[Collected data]
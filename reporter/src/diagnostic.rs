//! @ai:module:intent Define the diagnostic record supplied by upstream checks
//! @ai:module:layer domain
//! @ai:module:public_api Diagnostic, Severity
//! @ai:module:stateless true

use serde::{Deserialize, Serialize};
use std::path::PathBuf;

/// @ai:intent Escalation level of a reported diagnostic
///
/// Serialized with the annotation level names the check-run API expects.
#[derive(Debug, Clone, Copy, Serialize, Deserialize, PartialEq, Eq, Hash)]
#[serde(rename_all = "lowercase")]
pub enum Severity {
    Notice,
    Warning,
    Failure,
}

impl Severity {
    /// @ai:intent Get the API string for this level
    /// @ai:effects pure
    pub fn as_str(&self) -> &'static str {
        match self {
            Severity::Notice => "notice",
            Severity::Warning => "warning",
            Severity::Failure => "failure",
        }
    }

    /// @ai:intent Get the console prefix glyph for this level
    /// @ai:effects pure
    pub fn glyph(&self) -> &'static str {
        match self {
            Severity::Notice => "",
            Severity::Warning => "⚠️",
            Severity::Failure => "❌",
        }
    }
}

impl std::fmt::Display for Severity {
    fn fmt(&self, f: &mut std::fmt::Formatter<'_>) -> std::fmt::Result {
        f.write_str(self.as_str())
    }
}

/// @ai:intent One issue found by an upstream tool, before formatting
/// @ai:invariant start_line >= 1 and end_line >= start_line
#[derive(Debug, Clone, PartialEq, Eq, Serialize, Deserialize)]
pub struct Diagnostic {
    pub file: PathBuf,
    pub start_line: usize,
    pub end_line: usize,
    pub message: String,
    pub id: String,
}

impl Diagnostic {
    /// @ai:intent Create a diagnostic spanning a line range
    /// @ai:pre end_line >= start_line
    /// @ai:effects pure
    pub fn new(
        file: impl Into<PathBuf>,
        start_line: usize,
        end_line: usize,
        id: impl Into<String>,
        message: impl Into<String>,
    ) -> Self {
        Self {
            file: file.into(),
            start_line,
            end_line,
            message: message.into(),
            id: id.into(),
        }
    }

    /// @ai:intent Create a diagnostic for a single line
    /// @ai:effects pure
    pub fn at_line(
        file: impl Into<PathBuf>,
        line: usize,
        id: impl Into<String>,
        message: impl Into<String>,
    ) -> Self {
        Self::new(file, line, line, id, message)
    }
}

==

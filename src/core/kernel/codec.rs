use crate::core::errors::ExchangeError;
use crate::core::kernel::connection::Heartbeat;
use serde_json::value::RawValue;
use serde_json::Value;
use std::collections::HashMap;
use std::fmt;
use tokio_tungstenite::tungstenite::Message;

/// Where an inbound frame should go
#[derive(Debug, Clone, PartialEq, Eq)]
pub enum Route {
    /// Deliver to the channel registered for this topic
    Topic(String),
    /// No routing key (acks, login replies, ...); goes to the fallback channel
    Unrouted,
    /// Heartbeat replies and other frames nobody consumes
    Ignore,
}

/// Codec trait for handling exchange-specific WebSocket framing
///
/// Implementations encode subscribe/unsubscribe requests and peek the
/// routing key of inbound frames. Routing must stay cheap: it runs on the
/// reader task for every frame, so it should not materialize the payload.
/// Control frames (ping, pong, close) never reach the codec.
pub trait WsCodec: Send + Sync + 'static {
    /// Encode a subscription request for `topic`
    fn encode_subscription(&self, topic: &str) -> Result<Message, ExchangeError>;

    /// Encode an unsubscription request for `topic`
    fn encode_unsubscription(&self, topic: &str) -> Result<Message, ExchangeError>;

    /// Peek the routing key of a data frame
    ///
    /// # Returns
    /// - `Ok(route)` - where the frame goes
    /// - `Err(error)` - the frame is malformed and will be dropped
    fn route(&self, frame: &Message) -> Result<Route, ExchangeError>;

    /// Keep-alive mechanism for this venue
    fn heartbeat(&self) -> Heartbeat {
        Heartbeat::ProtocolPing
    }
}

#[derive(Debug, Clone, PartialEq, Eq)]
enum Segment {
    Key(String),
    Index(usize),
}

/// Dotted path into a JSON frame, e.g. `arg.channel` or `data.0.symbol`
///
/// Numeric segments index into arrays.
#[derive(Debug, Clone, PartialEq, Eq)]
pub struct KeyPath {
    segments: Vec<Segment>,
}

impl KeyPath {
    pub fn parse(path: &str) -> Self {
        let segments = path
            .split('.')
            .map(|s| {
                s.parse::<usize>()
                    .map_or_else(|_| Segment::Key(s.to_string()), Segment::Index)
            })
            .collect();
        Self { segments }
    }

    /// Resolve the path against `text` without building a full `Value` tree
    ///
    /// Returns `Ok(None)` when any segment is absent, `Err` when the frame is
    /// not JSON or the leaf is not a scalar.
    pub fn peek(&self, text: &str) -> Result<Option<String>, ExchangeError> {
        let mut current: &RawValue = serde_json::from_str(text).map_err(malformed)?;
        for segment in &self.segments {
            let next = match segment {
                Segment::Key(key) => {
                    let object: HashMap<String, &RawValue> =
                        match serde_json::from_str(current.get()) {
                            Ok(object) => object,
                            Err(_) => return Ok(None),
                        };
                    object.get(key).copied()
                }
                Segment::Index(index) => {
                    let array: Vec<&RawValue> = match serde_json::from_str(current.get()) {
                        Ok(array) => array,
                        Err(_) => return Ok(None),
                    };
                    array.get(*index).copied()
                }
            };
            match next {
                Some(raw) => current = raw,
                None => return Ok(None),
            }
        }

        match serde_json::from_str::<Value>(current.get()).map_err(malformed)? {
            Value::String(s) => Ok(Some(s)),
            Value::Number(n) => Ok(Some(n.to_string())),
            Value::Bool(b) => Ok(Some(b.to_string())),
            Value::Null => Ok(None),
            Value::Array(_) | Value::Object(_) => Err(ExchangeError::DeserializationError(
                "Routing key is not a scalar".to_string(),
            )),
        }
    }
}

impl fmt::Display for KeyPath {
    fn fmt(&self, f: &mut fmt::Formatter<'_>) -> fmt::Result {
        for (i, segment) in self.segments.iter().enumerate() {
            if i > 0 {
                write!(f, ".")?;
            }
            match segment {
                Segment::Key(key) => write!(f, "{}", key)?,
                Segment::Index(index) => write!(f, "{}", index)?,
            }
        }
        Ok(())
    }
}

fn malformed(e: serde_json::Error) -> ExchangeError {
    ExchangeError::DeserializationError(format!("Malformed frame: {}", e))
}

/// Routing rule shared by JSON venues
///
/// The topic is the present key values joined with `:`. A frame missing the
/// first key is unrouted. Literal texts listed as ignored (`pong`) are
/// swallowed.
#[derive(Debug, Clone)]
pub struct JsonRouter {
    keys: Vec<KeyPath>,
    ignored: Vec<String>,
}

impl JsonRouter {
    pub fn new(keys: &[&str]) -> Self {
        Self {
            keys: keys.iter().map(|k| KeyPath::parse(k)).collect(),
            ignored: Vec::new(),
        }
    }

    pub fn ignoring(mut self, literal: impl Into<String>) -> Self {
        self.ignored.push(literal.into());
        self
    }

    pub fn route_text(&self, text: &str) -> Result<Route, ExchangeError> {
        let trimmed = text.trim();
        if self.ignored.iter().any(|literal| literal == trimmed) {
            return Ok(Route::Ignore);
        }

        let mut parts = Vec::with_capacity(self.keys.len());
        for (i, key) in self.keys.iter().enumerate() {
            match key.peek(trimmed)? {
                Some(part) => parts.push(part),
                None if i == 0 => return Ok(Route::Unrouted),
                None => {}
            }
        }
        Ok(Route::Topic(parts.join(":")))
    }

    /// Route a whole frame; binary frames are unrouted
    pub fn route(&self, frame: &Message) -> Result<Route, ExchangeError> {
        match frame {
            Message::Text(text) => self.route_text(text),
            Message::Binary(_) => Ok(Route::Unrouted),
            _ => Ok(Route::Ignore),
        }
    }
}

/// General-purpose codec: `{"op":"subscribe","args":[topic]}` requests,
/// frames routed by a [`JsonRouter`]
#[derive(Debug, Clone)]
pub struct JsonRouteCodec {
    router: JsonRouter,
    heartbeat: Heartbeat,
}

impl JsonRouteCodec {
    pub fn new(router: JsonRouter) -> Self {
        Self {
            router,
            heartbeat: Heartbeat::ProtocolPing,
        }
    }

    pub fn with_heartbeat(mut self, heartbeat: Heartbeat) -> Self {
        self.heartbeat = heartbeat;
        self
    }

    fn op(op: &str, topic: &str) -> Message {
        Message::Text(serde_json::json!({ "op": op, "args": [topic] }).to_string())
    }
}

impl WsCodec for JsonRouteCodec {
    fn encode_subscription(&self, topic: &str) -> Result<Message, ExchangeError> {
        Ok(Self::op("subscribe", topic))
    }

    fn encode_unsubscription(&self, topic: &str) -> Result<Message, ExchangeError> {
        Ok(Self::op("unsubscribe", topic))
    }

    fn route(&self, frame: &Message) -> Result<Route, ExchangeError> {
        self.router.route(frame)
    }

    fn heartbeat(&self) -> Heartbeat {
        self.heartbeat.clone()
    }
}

* * *

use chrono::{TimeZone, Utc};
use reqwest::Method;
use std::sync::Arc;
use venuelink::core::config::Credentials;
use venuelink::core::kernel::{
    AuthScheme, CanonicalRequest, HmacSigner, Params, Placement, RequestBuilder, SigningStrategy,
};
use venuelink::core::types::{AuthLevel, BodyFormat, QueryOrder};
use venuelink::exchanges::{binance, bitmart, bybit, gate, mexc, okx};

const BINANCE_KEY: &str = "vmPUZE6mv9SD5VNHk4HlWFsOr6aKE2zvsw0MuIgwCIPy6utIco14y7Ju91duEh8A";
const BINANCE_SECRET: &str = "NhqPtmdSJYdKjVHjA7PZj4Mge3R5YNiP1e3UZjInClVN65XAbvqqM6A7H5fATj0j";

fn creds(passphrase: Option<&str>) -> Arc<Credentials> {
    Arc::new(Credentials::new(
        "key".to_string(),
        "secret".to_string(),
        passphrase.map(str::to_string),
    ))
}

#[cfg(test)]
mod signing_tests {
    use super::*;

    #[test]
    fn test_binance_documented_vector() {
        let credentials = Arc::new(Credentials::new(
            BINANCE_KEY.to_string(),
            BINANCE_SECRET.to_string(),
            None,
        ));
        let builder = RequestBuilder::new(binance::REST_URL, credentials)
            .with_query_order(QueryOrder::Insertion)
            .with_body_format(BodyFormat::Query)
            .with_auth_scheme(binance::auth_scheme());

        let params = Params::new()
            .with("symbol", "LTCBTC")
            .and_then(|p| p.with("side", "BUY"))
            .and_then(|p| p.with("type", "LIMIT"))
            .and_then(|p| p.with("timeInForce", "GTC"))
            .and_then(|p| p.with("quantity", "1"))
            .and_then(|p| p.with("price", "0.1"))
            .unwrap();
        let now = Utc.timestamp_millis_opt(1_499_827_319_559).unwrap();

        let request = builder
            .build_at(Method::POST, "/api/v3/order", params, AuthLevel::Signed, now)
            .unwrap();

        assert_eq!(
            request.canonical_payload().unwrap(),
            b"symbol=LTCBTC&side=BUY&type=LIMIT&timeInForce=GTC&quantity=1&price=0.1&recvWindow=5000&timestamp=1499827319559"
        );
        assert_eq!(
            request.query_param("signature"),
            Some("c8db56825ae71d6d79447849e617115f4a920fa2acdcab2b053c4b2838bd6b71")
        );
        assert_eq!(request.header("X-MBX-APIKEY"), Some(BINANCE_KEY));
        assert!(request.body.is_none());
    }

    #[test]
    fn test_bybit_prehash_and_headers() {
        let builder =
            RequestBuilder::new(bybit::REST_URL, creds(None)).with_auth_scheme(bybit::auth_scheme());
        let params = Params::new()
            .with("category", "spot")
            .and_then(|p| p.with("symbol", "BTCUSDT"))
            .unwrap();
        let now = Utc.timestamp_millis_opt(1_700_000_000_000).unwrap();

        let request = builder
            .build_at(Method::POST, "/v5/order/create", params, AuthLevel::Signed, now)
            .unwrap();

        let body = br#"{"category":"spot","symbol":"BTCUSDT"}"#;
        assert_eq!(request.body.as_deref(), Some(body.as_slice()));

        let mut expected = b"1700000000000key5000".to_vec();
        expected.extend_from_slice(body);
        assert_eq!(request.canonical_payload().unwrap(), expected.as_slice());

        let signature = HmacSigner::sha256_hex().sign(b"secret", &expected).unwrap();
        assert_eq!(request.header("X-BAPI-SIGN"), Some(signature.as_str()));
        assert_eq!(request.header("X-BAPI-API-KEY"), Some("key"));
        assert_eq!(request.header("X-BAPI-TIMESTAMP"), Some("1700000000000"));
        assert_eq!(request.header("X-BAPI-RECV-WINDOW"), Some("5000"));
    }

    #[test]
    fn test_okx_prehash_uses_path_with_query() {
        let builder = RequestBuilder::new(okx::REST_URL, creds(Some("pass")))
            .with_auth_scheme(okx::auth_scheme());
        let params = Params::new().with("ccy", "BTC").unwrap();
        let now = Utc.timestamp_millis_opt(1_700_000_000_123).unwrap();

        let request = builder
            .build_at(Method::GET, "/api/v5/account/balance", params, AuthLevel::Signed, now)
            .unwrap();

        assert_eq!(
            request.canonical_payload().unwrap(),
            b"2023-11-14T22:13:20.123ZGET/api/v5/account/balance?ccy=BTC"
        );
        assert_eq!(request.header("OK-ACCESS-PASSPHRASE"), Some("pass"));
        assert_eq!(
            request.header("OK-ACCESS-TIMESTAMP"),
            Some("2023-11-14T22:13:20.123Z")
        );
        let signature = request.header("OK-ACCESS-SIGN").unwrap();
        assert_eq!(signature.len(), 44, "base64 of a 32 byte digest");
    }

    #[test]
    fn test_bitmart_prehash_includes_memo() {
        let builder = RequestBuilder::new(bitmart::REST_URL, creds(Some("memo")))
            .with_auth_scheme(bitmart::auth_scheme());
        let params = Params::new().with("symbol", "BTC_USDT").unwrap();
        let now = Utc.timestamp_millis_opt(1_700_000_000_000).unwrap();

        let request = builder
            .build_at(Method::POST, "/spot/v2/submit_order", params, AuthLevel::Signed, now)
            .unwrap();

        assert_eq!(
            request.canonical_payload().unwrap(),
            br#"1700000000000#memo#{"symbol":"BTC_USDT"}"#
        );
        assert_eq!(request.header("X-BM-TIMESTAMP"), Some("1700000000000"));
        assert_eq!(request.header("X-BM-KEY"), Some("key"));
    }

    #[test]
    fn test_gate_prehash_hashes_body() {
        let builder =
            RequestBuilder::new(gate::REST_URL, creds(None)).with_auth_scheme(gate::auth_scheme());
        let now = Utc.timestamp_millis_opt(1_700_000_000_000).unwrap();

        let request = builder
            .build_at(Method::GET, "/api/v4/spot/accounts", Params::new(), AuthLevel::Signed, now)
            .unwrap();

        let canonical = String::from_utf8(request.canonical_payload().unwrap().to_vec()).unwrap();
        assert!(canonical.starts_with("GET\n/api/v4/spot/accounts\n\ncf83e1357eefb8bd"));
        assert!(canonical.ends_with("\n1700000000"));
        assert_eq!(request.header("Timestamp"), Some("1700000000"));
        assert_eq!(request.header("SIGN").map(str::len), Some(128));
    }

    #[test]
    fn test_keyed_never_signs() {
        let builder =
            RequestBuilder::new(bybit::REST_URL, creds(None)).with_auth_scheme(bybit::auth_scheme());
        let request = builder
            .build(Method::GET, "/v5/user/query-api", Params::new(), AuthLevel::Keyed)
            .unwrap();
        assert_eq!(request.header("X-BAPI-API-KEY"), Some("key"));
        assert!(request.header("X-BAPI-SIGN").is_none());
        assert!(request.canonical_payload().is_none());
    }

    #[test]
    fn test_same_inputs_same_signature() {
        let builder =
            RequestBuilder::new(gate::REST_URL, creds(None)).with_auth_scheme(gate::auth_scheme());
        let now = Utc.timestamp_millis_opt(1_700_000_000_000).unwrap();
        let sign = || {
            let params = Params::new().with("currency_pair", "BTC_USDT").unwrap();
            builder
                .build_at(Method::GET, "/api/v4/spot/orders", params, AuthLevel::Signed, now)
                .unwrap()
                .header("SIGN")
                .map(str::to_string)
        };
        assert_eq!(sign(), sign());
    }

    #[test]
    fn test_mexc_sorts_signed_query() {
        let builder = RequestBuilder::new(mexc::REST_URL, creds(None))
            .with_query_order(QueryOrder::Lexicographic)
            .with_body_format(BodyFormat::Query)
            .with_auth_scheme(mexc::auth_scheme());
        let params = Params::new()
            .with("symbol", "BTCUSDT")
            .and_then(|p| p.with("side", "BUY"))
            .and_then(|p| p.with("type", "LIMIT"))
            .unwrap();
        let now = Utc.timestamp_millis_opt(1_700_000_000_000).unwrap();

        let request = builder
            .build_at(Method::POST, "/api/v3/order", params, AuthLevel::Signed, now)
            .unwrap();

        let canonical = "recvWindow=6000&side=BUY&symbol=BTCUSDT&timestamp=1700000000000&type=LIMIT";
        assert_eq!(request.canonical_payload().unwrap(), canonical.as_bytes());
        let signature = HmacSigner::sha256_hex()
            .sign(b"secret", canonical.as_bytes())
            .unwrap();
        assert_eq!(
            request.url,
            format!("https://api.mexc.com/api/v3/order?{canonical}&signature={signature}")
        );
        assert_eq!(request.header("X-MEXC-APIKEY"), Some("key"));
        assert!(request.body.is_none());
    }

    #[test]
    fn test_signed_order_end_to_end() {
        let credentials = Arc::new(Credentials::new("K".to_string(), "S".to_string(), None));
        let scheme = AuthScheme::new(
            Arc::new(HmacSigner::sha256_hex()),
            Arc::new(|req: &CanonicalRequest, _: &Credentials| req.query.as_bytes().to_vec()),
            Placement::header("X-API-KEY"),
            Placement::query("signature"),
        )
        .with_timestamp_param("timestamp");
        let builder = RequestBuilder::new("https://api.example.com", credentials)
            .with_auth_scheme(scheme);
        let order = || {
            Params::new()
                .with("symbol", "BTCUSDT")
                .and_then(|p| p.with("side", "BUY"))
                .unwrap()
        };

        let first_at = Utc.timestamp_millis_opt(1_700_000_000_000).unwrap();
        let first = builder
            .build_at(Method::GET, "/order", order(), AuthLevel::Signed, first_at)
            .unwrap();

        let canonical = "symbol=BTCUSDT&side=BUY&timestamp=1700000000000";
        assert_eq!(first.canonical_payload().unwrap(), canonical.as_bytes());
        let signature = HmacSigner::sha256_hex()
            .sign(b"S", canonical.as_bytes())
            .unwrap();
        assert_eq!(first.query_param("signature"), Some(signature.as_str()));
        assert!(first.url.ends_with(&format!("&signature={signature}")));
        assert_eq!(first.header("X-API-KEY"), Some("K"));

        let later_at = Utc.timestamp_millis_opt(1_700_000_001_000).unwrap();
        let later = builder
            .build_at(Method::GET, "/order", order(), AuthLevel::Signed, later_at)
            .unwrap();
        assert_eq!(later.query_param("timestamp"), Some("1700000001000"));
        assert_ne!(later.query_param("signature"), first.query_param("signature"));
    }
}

** Exercise description **
Provide the number of lines above in which the word "RequestBuilder" appears, with no further words.

** Answer **
10